• [Exercise objective]: Below is some data. Retype exactly the lines starting at the one with "filename src/cli/commands.rs" and ending at the one with "pub struct ConvertJob".

• [Listed entries]:

==========

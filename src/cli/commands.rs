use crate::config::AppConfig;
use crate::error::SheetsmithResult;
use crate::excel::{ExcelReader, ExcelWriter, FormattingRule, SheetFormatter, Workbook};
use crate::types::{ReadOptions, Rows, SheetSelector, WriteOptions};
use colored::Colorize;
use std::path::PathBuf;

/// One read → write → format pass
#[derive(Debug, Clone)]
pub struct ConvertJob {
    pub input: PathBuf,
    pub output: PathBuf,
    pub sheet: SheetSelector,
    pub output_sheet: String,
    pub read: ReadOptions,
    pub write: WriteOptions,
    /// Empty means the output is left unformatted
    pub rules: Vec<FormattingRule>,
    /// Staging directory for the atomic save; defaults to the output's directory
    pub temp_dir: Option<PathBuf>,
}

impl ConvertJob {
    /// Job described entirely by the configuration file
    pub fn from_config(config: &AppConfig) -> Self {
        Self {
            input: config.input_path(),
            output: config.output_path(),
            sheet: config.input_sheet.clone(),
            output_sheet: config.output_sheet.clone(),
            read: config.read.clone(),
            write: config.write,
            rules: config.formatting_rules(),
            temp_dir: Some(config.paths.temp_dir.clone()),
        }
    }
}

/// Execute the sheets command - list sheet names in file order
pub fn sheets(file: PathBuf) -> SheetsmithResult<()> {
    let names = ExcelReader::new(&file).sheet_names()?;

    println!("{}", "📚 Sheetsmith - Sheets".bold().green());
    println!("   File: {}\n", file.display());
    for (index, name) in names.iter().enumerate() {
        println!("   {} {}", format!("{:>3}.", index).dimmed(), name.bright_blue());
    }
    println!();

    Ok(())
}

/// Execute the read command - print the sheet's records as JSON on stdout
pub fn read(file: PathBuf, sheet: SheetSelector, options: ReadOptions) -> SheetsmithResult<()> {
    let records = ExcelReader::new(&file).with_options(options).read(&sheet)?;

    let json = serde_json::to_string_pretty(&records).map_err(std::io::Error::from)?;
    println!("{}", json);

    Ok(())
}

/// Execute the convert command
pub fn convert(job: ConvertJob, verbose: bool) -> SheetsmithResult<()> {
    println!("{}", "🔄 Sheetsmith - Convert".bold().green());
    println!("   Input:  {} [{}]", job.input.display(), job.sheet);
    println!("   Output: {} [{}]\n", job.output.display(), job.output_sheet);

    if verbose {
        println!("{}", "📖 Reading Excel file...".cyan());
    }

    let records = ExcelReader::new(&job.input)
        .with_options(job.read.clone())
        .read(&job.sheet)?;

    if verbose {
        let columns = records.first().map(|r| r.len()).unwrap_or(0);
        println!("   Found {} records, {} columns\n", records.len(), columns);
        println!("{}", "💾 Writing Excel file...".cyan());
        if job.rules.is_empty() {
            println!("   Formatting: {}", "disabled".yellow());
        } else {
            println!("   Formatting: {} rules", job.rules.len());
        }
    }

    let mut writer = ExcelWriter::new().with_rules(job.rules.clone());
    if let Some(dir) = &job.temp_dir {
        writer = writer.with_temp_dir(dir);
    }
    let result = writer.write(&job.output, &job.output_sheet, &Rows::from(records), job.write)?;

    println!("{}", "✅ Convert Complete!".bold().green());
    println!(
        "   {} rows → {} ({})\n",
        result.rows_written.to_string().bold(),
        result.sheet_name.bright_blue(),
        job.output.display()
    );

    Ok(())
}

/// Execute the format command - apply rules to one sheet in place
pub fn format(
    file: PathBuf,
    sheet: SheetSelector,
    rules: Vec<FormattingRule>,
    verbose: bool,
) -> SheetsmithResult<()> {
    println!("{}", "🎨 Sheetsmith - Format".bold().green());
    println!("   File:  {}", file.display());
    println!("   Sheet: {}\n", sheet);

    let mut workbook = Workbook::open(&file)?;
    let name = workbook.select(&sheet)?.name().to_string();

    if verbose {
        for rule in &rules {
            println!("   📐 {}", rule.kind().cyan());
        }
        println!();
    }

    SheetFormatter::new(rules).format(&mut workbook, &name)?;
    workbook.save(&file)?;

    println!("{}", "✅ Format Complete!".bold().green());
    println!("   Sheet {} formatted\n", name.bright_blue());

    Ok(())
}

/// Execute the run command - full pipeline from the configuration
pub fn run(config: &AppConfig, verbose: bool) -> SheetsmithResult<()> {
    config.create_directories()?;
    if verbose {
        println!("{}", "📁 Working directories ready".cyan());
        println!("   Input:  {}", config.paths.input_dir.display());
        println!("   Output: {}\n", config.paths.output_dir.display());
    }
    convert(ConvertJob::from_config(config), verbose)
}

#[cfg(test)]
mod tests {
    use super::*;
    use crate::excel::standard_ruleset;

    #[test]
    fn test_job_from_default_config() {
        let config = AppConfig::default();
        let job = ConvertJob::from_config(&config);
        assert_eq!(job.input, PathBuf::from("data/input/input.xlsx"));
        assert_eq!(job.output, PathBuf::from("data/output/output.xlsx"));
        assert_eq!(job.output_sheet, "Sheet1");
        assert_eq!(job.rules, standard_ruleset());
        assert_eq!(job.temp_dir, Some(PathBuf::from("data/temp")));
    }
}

==========

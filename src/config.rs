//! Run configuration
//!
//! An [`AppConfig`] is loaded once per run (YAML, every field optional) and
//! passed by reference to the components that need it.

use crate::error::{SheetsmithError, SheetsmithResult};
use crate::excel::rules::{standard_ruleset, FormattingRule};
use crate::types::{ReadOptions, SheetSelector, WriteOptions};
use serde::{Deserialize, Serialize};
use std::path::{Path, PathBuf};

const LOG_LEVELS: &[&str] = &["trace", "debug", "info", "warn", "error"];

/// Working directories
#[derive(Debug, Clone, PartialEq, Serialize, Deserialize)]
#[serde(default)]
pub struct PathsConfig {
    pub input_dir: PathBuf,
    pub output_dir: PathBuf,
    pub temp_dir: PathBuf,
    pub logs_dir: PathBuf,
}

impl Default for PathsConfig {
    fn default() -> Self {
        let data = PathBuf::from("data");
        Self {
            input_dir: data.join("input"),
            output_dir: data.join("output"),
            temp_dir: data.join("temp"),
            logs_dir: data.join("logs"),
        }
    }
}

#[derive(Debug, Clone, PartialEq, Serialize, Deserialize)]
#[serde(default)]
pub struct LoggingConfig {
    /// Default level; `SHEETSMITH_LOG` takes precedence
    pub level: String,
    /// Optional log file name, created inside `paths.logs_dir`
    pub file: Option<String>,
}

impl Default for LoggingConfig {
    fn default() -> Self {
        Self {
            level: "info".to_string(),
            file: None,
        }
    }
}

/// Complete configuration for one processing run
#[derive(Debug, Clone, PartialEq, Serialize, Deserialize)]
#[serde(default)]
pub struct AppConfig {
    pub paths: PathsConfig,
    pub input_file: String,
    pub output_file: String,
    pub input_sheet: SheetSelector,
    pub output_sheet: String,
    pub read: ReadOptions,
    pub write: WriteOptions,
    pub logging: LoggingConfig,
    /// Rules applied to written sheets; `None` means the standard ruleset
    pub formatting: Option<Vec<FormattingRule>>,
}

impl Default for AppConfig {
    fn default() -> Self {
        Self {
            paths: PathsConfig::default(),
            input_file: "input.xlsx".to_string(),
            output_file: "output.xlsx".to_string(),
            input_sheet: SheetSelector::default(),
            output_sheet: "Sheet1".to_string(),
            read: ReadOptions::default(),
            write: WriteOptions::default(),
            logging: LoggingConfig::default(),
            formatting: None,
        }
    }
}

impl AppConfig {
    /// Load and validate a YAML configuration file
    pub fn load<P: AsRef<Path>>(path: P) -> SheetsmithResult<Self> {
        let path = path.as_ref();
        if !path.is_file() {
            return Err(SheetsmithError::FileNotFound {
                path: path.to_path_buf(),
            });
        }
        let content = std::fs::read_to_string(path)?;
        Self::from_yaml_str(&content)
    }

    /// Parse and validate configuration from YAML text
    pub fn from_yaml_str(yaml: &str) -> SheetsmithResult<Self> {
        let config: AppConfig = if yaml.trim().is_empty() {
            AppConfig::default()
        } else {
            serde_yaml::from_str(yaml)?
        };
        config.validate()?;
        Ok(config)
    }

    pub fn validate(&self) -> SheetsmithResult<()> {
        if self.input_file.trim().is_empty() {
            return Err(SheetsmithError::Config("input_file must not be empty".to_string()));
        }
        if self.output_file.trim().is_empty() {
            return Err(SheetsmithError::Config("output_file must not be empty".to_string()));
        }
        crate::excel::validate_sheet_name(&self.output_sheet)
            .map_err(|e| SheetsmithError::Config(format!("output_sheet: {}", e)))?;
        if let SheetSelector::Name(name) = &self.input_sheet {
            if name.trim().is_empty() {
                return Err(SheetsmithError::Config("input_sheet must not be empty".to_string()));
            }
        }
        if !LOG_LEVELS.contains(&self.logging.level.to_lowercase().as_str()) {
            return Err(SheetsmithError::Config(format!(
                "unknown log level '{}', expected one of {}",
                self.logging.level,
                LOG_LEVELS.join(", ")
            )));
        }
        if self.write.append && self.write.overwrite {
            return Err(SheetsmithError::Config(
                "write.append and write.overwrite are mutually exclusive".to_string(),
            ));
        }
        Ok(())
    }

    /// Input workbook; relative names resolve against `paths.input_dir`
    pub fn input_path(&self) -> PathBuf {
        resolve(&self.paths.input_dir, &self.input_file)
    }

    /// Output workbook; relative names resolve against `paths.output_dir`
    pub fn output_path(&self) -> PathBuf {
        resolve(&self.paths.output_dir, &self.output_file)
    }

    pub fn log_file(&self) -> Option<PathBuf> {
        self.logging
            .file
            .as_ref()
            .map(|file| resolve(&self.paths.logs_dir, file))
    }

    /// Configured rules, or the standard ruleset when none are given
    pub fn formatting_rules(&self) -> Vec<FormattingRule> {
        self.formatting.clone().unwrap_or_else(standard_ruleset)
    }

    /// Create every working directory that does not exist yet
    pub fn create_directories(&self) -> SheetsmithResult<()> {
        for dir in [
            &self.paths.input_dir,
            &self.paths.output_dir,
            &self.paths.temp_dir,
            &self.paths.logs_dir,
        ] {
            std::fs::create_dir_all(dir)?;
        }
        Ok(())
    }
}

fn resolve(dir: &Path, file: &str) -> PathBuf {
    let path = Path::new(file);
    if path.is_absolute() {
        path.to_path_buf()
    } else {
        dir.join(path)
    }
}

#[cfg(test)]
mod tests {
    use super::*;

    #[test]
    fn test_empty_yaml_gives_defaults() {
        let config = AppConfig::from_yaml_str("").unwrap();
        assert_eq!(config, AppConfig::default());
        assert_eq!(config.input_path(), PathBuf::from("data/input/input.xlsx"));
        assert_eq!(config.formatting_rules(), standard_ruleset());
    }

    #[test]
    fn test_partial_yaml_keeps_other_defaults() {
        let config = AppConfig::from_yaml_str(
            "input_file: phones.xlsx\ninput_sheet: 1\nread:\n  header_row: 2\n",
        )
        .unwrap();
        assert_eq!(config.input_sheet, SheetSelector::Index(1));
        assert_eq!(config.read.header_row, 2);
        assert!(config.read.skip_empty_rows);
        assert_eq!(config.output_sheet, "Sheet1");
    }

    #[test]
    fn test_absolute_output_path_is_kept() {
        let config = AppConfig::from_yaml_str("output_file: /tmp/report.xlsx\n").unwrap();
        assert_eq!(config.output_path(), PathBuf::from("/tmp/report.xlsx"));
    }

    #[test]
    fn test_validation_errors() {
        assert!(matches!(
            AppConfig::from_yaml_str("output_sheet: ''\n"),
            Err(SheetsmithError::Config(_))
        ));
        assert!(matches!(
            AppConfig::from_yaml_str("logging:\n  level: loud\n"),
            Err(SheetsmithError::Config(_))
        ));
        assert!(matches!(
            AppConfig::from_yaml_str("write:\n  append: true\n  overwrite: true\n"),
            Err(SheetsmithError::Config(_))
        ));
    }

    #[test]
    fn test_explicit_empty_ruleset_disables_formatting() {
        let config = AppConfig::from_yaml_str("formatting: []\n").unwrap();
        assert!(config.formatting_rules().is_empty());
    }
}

==========

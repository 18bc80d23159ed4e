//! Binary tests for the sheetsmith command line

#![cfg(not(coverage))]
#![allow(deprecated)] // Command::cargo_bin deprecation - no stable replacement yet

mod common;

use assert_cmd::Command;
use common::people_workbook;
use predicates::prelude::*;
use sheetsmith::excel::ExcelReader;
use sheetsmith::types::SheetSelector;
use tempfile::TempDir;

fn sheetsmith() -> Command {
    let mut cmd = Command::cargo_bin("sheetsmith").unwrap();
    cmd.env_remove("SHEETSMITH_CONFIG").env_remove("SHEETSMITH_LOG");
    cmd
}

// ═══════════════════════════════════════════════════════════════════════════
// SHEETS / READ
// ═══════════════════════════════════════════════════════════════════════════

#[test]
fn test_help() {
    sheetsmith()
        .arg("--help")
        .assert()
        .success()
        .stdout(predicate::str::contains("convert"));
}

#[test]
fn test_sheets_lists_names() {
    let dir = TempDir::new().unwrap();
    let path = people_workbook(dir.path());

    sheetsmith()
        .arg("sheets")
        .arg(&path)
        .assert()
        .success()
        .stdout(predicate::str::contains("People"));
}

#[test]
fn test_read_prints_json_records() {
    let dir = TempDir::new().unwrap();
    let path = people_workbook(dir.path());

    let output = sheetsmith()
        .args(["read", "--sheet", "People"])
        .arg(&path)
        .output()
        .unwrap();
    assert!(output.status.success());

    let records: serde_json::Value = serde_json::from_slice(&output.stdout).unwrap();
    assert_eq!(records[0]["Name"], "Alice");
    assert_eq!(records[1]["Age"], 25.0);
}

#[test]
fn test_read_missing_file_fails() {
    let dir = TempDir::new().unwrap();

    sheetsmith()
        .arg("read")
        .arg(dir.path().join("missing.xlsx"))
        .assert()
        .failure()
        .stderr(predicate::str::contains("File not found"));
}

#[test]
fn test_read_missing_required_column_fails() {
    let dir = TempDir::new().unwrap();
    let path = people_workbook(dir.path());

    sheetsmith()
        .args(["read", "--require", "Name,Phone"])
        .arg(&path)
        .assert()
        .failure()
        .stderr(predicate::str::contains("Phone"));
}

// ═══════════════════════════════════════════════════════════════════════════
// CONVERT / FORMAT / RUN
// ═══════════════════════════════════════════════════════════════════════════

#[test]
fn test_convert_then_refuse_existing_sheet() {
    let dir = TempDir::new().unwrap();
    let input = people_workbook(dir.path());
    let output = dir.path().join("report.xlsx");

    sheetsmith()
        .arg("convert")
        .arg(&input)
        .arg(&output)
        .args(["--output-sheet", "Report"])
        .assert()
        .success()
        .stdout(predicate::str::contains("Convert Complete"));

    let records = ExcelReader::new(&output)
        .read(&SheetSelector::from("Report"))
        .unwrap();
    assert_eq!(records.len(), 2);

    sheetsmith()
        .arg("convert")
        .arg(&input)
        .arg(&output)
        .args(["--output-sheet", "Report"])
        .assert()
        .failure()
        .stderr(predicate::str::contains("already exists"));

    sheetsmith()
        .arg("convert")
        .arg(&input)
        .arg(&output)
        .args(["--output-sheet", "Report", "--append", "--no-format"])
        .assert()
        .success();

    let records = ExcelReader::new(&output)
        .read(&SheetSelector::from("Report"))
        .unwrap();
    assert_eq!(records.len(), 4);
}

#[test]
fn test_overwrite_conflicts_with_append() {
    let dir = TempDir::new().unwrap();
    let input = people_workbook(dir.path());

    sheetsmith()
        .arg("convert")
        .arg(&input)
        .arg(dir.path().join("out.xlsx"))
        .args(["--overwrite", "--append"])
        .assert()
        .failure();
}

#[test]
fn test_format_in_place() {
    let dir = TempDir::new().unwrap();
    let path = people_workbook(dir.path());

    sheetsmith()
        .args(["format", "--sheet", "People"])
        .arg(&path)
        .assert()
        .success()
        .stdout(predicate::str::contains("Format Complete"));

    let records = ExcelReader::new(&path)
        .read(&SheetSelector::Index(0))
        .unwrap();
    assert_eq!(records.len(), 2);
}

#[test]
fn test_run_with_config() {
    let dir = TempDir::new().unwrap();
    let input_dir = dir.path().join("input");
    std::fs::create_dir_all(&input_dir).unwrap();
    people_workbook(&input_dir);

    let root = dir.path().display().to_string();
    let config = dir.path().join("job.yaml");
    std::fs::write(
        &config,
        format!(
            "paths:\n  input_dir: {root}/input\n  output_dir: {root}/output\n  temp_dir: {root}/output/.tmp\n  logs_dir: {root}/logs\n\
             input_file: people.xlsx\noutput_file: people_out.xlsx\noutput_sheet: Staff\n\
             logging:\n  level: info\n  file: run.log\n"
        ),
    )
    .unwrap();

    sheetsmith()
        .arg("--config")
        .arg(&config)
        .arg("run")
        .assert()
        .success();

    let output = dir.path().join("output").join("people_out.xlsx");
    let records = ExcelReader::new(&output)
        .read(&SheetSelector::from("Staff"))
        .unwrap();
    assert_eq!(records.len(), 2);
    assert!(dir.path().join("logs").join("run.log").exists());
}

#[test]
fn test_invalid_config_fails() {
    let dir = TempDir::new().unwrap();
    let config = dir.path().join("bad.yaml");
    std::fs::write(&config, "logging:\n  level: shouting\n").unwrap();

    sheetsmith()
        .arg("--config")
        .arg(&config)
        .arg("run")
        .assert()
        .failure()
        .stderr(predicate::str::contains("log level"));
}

==========

• [Solution to this exercise]:
filename src/cli/commands.rs
use crate::config::AppConfig;
use crate::error::SheetsmithResult;
use crate::excel::{ExcelReader, ExcelWriter, FormattingRule, SheetFormatter, Workbook};
use crate::types::{ReadOptions, Rows, SheetSelector, WriteOptions};
use colored::Colorize;
use std::path::PathBuf;

/// One read → write → format pass
#[derive(Debug, Clone)]
pub struct ConvertJob {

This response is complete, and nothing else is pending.